● What this task involves
Copy out each line of the listing that has the word "anyhow" in it.

● Source material
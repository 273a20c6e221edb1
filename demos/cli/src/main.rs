use std::path::PathBuf;

use anyhow::Context;
use careerline_core::{Era, TimelineConfig};
use careerline_data::merge_documents_str;
use clap::Parser;

#[derive(Parser, Debug)]
#[command(
    name = "careerline-cli",
    about = "Merge career events with their AI interpretations and summarize the timeline."
)]
struct Args {
    /// Path to the events JSON document.
    #[arg(short, long, default_value = "content.json")]
    events: PathBuf,

    /// Path to the interpretations JSON document.
    #[arg(short, long, default_value = "llm-interpretation.json")]
    interpretations: PathBuf,

    /// Print the merged records as JSON instead of a summary.
    #[arg(long)]
    json: bool,
}

fn main() -> anyhow::Result<()> {
    env_logger::Builder::from_env(env_logger::Env::default().default_filter_or("warn")).init();

    let args = Args::parse();
    let events = std::fs::read_to_string(&args.events)
        .with_context(|| format!("Could not read events file {:?}", args.events))?;
    let interpretations = std::fs::read_to_string(&args.interpretations).with_context(|| {
        format!(
            "Could not read interpretations file {:?}",
            args.interpretations
        )
    })?;

    let config = TimelineConfig {
        events_url: args.events.display().to_string(),
        interpretations_url: args.interpretations.display().to_string(),
        ..TimelineConfig::default()
    };
    let merged = merge_documents_str(&events, &interpretations, &config)?;

    if args.json {
        println!("{}", serde_json::to_string_pretty(&merged.records)?);
        return Ok(());
    }

    if merged.records.is_empty() {
        println!("No timeline data available.");
        return Ok(());
    }

    let total = merged.records.len();
    for (index, record) in merged.records.iter().enumerate() {
        let era = match Era::for_position(index, total) {
            Era::Past => "past",
            Era::Future => "future",
        };
        let top_match = record
            .matches
            .first()
            .map(|m| format!("{} ({}%)", m.role, m.match_percentage))
            .unwrap_or_else(|| "--".to_string());
        println!(
            "{:>6}  {:<6}  {}  | skills: {} | top match: {}",
            record.year,
            era,
            record.title,
            record.skills.len(),
            top_match
        );
    }

    if let Some(latest) = merged.records.last() {
        let skills: Vec<String> = latest
            .skills
            .iter()
            .map(|(skill, score)| format!("{skill} {score}"))
            .collect();
        println!("\nLatest skills ({}): {}", latest.year, skills.join(", "));
    }
    if !merged.uninterpreted_years.is_empty() {
        println!(
            "Years without interpretation: {}",
            merged.uninterpreted_years.join(", ")
        );
    }
    if !merged.orphan_interpretations.is_empty() {
        println!(
            "Interpretations without events: {}",
            merged.orphan_interpretations.join(", ")
        );
    }

    Ok(())
}
//! Shared image preview state.

/// The single image overlay. Closing hides it but keeps the last source.
#[derive(Debug, Clone, Default, PartialEq, Eq)]
pub struct Lightbox {
    visible_src: Option<String>,
    visible: bool,
}

impl Lightbox {
    pub fn open(&mut self, src: impl Into<String>) {
        self.visible_src = Some(src.into());
        self.visible = true;
    }

    pub fn close(&mut self) {
        self.visible = false;
    }

    pub fn is_visible(&self) -> bool {
        self.visible
    }

    pub fn source(&self) -> Option<&str> {
        self.visible_src.as_deref()
    }
}
//! Chart.js configurations for the chart specs, and the browser adapter that
//! hands them to the library.

use careerline_core::{BarSpec, RadarSpec};
use serde_json::{json, Value};

/// Filled radar used by the hero skill chart.
pub fn radar_config(spec: &RadarSpec) -> Value {
    let colors = spec.palette.colors();
    json!({
        "type": "radar",
        "data": {
            "labels": spec.labels,
            "datasets": [{
                "label": spec.dataset_label,
                "data": spec.values,
                "fill": true,
                "backgroundColor": colors.fill,
                "borderColor": colors.border,
                "pointBackgroundColor": colors.border
            }]
        },
        "options": {
            "maintainAspectRatio": false,
            "scales": {
                "r": {
                    "suggestedMin": 0,
                    "suggestedMax": 100,
                    "grid": { "color": colors.grid }
                }
            }
        }
    })
}

/// Horizontal bar chart on a fixed 0..100 axis.
pub fn bar_config(spec: &BarSpec) -> Value {
    let colors = spec.palette.colors();
    json!({
        "type": "bar",
        "data": {
            "labels": spec.labels,
            "datasets": [{
                "label": spec.dataset_label,
                "data": spec.values,
                "backgroundColor": colors.fill,
                "borderColor": colors.border,
                "borderWidth": 1
            }]
        },
        "options": {
            "indexAxis": "y",
            "maintainAspectRatio": false,
            "scales": {
                "x": { "beginAtZero": true, "max": 100 }
            }
        }
    })
}

/// Per-item radar. Wrapped labels become arrays of lines, which Chart.js
/// draws as multi-line point labels.
pub fn item_radar_config(spec: &RadarSpec) -> Value {
    let colors = spec.palette.colors();
    let labels: Vec<Vec<&str>> = spec
        .labels
        .iter()
        .map(|label| label.split('\n').collect())
        .collect();
    let text_color = colors.text.unwrap_or("#666");

    json!({
        "type": "radar",
        "data": {
            "labels": labels,
            "datasets": [{
                "label": spec.dataset_label,
                "data": spec.values,
                "backgroundColor": colors.fill,
                "borderColor": colors.border,
                "pointBackgroundColor": colors.border,
                "fill": true
            }]
        },
        "options": {
            "maintainAspectRatio": false,
            "layout": {
                "padding": { "top": 30, "right": 30, "bottom": 30, "left": 30 }
            },
            "scales": {
                "r": {
                    "beginAtZero": true,
                    "max": 100,
                    "pointLabels": {
                        "font": { "size": 11, "lineHeight": 1.2 },
                        "color": text_color,
                        "padding": 18
                    },
                    "grid": { "color": colors.grid },
                    "angleLines": { "color": colors.grid },
                    "ticks": { "display": false }
                }
            },
            "plugins": {
                "legend": { "display": false }
            }
        }
    })
}

#[cfg(target_arch = "wasm32")]
pub use backend::{ChartHandle, ChartJsAdapter};

#[cfg(target_arch = "wasm32")]
mod backend {
    use careerline_core::{BarSpec, ChartAdapter, ChartError, RadarSpec};
    use serde::Serialize;
    use serde_json::Value;
    use wasm_bindgen::prelude::*;
    use wasm_bindgen::JsCast;
    use web_sys::{Document, HtmlCanvasElement};

    #[wasm_bindgen(inline_js = "
export function careerline_create_chart(canvas, config, percentTooltip) {
    if (typeof Chart === 'undefined') {
        throw new Error('Chart.js is not loaded');
    }
    if (percentTooltip) {
        config.options.plugins = config.options.plugins || {};
        config.options.plugins.tooltip = {
            callbacks: {
                label: (context) => context.dataset.label + ': ' + context.parsed.r + '%',
            },
        };
    }
    return new Chart(canvas.getContext('2d'), config);
}

export function careerline_destroy_chart(chart) {
    if (chart && typeof chart.destroy === 'function') {
        chart.destroy();
    }
}
")]
    extern "C" {
        #[wasm_bindgen(catch)]
        fn careerline_create_chart(
            canvas: &HtmlCanvasElement,
            config: &JsValue,
            percent_tooltip: bool,
        ) -> Result<JsValue, JsValue>;

        fn careerline_destroy_chart(chart: &JsValue);
    }

    /// A live Chart.js instance.
    #[derive(Debug)]
    pub struct ChartHandle(JsValue);

    /// Draws charts onto canvases looked up by element id.
    pub struct ChartJsAdapter {
        document: Document,
    }

    impl ChartJsAdapter {
        pub fn new(document: Document) -> Self {
            Self { document }
        }

        fn draw(
            &self,
            mount: &str,
            config: &Value,
            percent_tooltip: bool,
        ) -> Result<ChartHandle, ChartError> {
            let canvas = self
                .document
                .get_element_by_id(mount)
                .and_then(|el| el.dyn_into::<HtmlCanvasElement>().ok())
                .ok_or_else(|| ChartError::MissingMount(mount.to_string()))?;

            let backend_error = |message: String| ChartError::Backend {
                mount: mount.to_string(),
                message,
            };
            let js_config = config
                .serialize(&serde_wasm_bindgen::Serializer::json_compatible())
                .map_err(|err| backend_error(err.to_string()))?;

            careerline_create_chart(&canvas, &js_config, percent_tooltip)
                .map(ChartHandle)
                .map_err(|err| backend_error(format!("{err:?}")))
        }
    }

    impl ChartAdapter for ChartJsAdapter {
        type Handle = ChartHandle;

        fn render_radar(&mut self, mount: &str, spec: &RadarSpec) -> Result<ChartHandle, ChartError> {
            self.draw(mount, &super::radar_config(spec), false)
        }

        fn render_bar(&mut self, mount: &str, spec: &BarSpec) -> Result<ChartHandle, ChartError> {
            self.draw(mount, &super::bar_config(spec), false)
        }

        fn render_item_radar(
            &mut self,
            mount: &str,
            spec: &RadarSpec,
        ) -> Result<ChartHandle, ChartError> {
            self.draw(mount, &super::item_radar_config(spec), true)
        }

        fn destroy(&mut self, handle: ChartHandle) {
            careerline_destroy_chart(&handle.0);
        }
    }
}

● Output of the task
use anyhow::Context;
fn main() -> anyhow::Result<()> {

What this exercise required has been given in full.